In summary, the Old Town Tripper is just a great all around boat. I've owned many boats but my Tripper has always been our favorite. I've literally paddled it on hundreds of trips and probably over 2,000 miles. She still looks good for her age, but more importantly she still performs like new.

This is an addendum to the review I posted 10 years ago.
I wouldn't have thought it possible, but I actually love my Tripper more today than when I first wrote about her. This year mark's her 25th anniversary and she's still in great shape. I don't paddle much Class III stuff anymore, but still run Class II several times a year and take her canoe camping too. The front skid plate needs replacing, but after 25 years, approximately 200 trips, and nearly 2,000 miles I won't complain about a little maintenance.

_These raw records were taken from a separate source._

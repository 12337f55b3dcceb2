/// Gamepad input using gilrs, folded into the keyboard `Key` vocabulary.
///
/// Button mapping is loaded from config.toml via `load_button_config()`.
/// Default mapping:
///   D-pad / Left Stick    →  Up / Down / Left / Right
///   Select                →  Quit

use std::collections::VecDeque;

#[cfg(feature = "gamepad")]
use gilrs::{Axis, Button, EventType, Gilrs};

use crate::config::GamepadConfig;
use crate::ui::input::Key;

#[cfg_attr(not(feature = "gamepad"), allow(dead_code))]
const STICK_DEADZONE: f32 = 0.25;

/// Logical button identifiers (one per physical button).
#[derive(Clone, Copy, PartialEq, Eq, Hash, Debug)]
pub enum Btn {
    A,       // South
    B,       // East
    X,       // West
    Y,       // North
    L1,
    R1,
    Start,
    Select,
}

const BTN_COUNT: usize = 8;

impl Btn {
    fn from_name(s: &str) -> Option<Btn> {
        match s.to_uppercase().as_str() {
            "A" | "SOUTH" => Some(Btn::A),
            "B" | "EAST" => Some(Btn::B),
            "X" | "WEST" => Some(Btn::X),
            "Y" | "NORTH" => Some(Btn::Y),
            "L1" | "LB" | "LEFTTRIGGER" => Some(Btn::L1),
            "R1" | "RB" | "RIGHTTRIGGER" => Some(Btn::R1),
            "START" => Some(Btn::Start),
            "SELECT" | "BACK" => Some(Btn::Select),
            _ => None,
        }
    }

    #[cfg(feature = "gamepad")]
    fn from_gilrs(btn: Button) -> Option<Btn> {
        match btn {
            Button::South => Some(Btn::A),
            Button::East => Some(Btn::B),
            Button::West => Some(Btn::X),
            Button::North => Some(Btn::Y),
            Button::LeftTrigger => Some(Btn::L1),
            Button::RightTrigger => Some(Btn::R1),
            Button::Start => Some(Btn::Start),
            Button::Select => Some(Btn::Select),
            _ => None,
        }
    }
}

/// Per-button state: held (continuous) and just_pressed (edge).
#[derive(Clone, Copy, Debug, Default)]
struct BtnState {
    #[cfg_attr(not(feature = "gamepad"), allow(dead_code))]
    held: bool,
    just_pressed: bool,
}

struct ActionMap {
    quit: Vec<Btn>,
}

impl Default for ActionMap {
    fn default() -> Self {
        ActionMap {
            quit: vec![Btn::Select],
        }
    }
}

pub struct GamepadState {
    #[cfg(feature = "gamepad")]
    gilrs: Option<Gilrs>,

    buttons: [BtnState; BTN_COUNT],

    dpad_up: BtnState,
    dpad_down: BtnState,
    dpad_left: BtnState,
    dpad_right: BtnState,

    stick_up: BtnState,
    stick_down: BtnState,
    stick_left: BtnState,
    stick_right: BtnState,
    #[cfg_attr(not(feature = "gamepad"), allow(dead_code))]
    stick_x: f32,
    #[cfg_attr(not(feature = "gamepad"), allow(dead_code))]
    stick_y: f32,

    action_map: ActionMap,

    pub connected: bool,
}

fn btn_index(btn: Btn) -> usize {
    btn as usize
}

impl GamepadState {
    pub fn new() -> Self {
        #[allow(unused_mut)]
        let mut state = GamepadState::disconnected();

        #[cfg(feature = "gamepad")]
        match Gilrs::new() {
            Ok(g) => {
                state.connected = g.gamepads().next().is_some();
                state.gilrs = Some(g);
            }
            Err(e) => {
                tracing::debug!(error = %e, "gamepad support unavailable");
            }
        }

        state
    }

    /// A pad that never reports input.
    pub fn disconnected() -> Self {
        GamepadState {
            #[cfg(feature = "gamepad")]
            gilrs: None,
            buttons: [BtnState::default(); BTN_COUNT],
            dpad_up: BtnState::default(),
            dpad_down: BtnState::default(),
            dpad_left: BtnState::default(),
            dpad_right: BtnState::default(),
            stick_up: BtnState::default(),
            stick_down: BtnState::default(),
            stick_left: BtnState::default(),
            stick_right: BtnState::default(),
            stick_x: 0.0,
            stick_y: 0.0,
            action_map: ActionMap::default(),
            connected: false,
        }
    }

    /// Load button mapping from config.
    pub fn load_button_config(&mut self, cfg: &GamepadConfig) {
        fn parse_list(names: &[String]) -> Vec<Btn> {
            names.iter().filter_map(|s| Btn::from_name(s)).collect()
        }
        let qt = parse_list(&cfg.quit);
        if !qt.is_empty() { self.action_map.quit = qt; }
    }

    pub fn update(&mut self) {
        self.clear_just_pressed();

        #[cfg(feature = "gamepad")]
        self.poll_gilrs();
    }

    /// Translate this frame's fresh presses into keys, quit first.
    pub fn drain_keys(&self, out: &mut VecDeque<Key>) {
        if self.any_just_pressed(&self.action_map.quit) {
            out.push_back(Key::Quit);
            return;
        }
        if self.dpad_up.just_pressed || self.stick_up.just_pressed {
            out.push_back(Key::Up);
        }
        if self.dpad_down.just_pressed || self.stick_down.just_pressed {
            out.push_back(Key::Down);
        }
        if self.dpad_left.just_pressed || self.stick_left.just_pressed {
            out.push_back(Key::Left);
        }
        if self.dpad_right.just_pressed || self.stick_right.just_pressed {
            out.push_back(Key::Right);
        }
    }

    #[cfg(feature = "gamepad")]
    fn poll_gilrs(&mut self) {
        let gilrs = match &mut self.gilrs {
            Some(g) => g,
            None => return,
        };

        let events: Vec<_> = std::iter::from_fn(|| gilrs.next_event()).collect();

        for event in events {
            match event.event {
                EventType::ButtonPressed(btn, _) => {
                    self.connected = true;
                    self.set_button(btn, true, true);
                }
                EventType::ButtonReleased(btn, _) => {
                    self.connected = true;
                    self.set_button(btn, false, false);
                }
                EventType::AxisChanged(axis, value, _) => {
                    self.connected = true;
                    self.update_axis(axis, value);
                }
                EventType::Connected => {
                    tracing::info!("gamepad connected");
                    self.connected = true;
                }
                EventType::Disconnected => {
                    tracing::info!("gamepad disconnected");
                    self.connected = false;
                    self.release_all();
                }
                _ => {}
            }
        }

        // Derive stick digital states
        let prev_left = self.stick_left.held;
        let prev_right = self.stick_right.held;
        let prev_up = self.stick_up.held;
        let prev_down = self.stick_down.held;

        self.stick_left.held = self.stick_x < -STICK_DEADZONE;
        self.stick_right.held = self.stick_x > STICK_DEADZONE;
        self.stick_up.held = self.stick_y > STICK_DEADZONE;
        self.stick_down.held = self.stick_y < -STICK_DEADZONE;

        if self.stick_left.held && !prev_left { self.stick_left.just_pressed = true; }
        if self.stick_right.held && !prev_right { self.stick_right.just_pressed = true; }
        if self.stick_up.held && !prev_up { self.stick_up.just_pressed = true; }
        if self.stick_down.held && !prev_down { self.stick_down.just_pressed = true; }
    }

    #[cfg(feature = "gamepad")]
    fn set_button(&mut self, gilrs_btn: Button, held: bool, just_pressed: bool) {
        let dpad = match gilrs_btn {
            Button::DPadUp => Some(&mut self.dpad_up),
            Button::DPadDown => Some(&mut self.dpad_down),
            Button::DPadLeft => Some(&mut self.dpad_left),
            Button::DPadRight => Some(&mut self.dpad_right),
            _ => None,
        };
        if let Some(state) = dpad {
            state.held = held;
            if just_pressed { state.just_pressed = true; }
            return;
        }

        if let Some(btn) = Btn::from_gilrs(gilrs_btn) {
            let idx = btn_index(btn);
            self.buttons[idx].held = held;
            if just_pressed {
                self.buttons[idx].just_pressed = true;
            }
        }
    }

    #[cfg(feature = "gamepad")]
    fn update_axis(&mut self, axis: Axis, value: f32) {
        match axis {
            Axis::LeftStickX => self.stick_x = value,
            Axis::LeftStickY => self.stick_y = value,
            _ => {}
        }
    }

    fn any_just_pressed(&self, btns: &[Btn]) -> bool {
        btns.iter().any(|&b| self.buttons[btn_index(b)].just_pressed)
    }

    fn clear_just_pressed(&mut self) {
        for b in &mut self.buttons { b.just_pressed = false; }
        for s in [
            &mut self.dpad_up, &mut self.dpad_down, &mut self.dpad_left, &mut self.dpad_right,
            &mut self.stick_up, &mut self.stick_down, &mut self.stick_left, &mut self.stick_right,
        ] {
            s.just_pressed = false;
        }
    }

    #[cfg_attr(not(feature = "gamepad"), allow(dead_code))]
    fn release_all(&mut self) {
        for b in &mut self.buttons { *b = BtnState::default(); }
        for s in [
            &mut self.dpad_up, &mut self.dpad_down, &mut self.dpad_left, &mut self.dpad_right,
            &mut self.stick_up, &mut self.stick_down, &mut self.stick_left, &mut self.stick_right,
        ] {
            *s = BtnState::default();
        }
        self.stick_x = 0.0;
        self.stick_y = 0.0;
    }
}

#[cfg(test)]
mod tests {
    use super::*;

    #[test]
    fn button_names_are_case_insensitive() {
        assert_eq!(Btn::from_name("select"), Some(Btn::Select));
        assert_eq!(Btn::from_name("Back"), Some(Btn::Select));
        assert_eq!(Btn::from_name("lb"), Some(Btn::L1));
        assert_eq!(Btn::from_name("turbo"), None);
    }

    #[test]
    fn quit_press_beats_directions() {
        let mut pad = GamepadState::disconnected();
        pad.buttons[btn_index(Btn::Select)].just_pressed = true;
        pad.dpad_left.just_pressed = true;
        let mut out = VecDeque::new();
        pad.drain_keys(&mut out);
        assert_eq!(out, VecDeque::from([Key::Quit]));
    }

    #[test]
    fn config_remaps_quit() {
        let mut pad = GamepadState::disconnected();
        pad.load_button_config(&GamepadConfig { quit: vec!["B".into()] });
        pad.buttons[btn_index(Btn::B)].just_pressed = true;
        let mut out = VecDeque::new();
        pad.drain_keys(&mut out);
        assert_eq!(out.pop_front(), Some(Key::Quit));
    }

    #[test]
    fn start_button_emits_nothing() {
        let mut pad = GamepadState::disconnected();
        pad.load_button_config(&GamepadConfig { quit: vec!["Select".into()] });
        pad.buttons[btn_index(Btn::Start)].just_pressed = true;
        let mut out = VecDeque::new();
        pad.drain_keys(&mut out);
        assert!(out.is_empty());
    }

    #[test]
    fn stick_and_dpad_map_to_directions() {
        let mut pad = GamepadState::disconnected();
        pad.stick_up.just_pressed = true;
        pad.dpad_right.just_pressed = true;
        let mut out = VecDeque::new();
        pad.drain_keys(&mut out);
        assert_eq!(out, VecDeque::from([Key::Up, Key::Right]));
    }
}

There's really only two things you need to know about the Tripper - first, when I bought it my canoeing mentor chastised me saying it was too long and too hard to turn. That was in 1987 before he'd ever paddled it. Now that he has paddled it a few times he no longer says such things. Secondly, as an avid canoeing evangelist I have recruited more than a few people to the sport over the years. Many of my paddling friends fell in love with canoeing in the Tripper and I hear them comment all the time that they wish they had one.

I (along with all my other paddling friends) used to snicker at the sight of folks paddling a Coleman canoe. We would refer to them as "coolers", as in "Look out, here come a couple necks in a cooler." However, I learned to set aside my Royalex snobbery after actually paddling a cooler on the Emory Obed in January. This was many years ago when I was still learning to boat, and really shouldn't have been paddling Class III rapids - especially in a Coleman. But the darn thing actually impressed me - not with it's handling, but with it's strength. We broached it on a rock less than a mile from the Emory's confluence with the Obed and couldn't get it freed for quite a while. I am still amazed that it did not fold under a great deal of current for about an hour. Later my partner and I ran fast and hard straight into a jagged rock that I thought would rip into the bow; but it didn't. It only left a nasty dent that miraculously nearly disappeared within a week. I love my Old Town Tripper (royalex, 17' 2") but I have respect for the Coleman "cooler" canoes. Of course, I'd never own one though.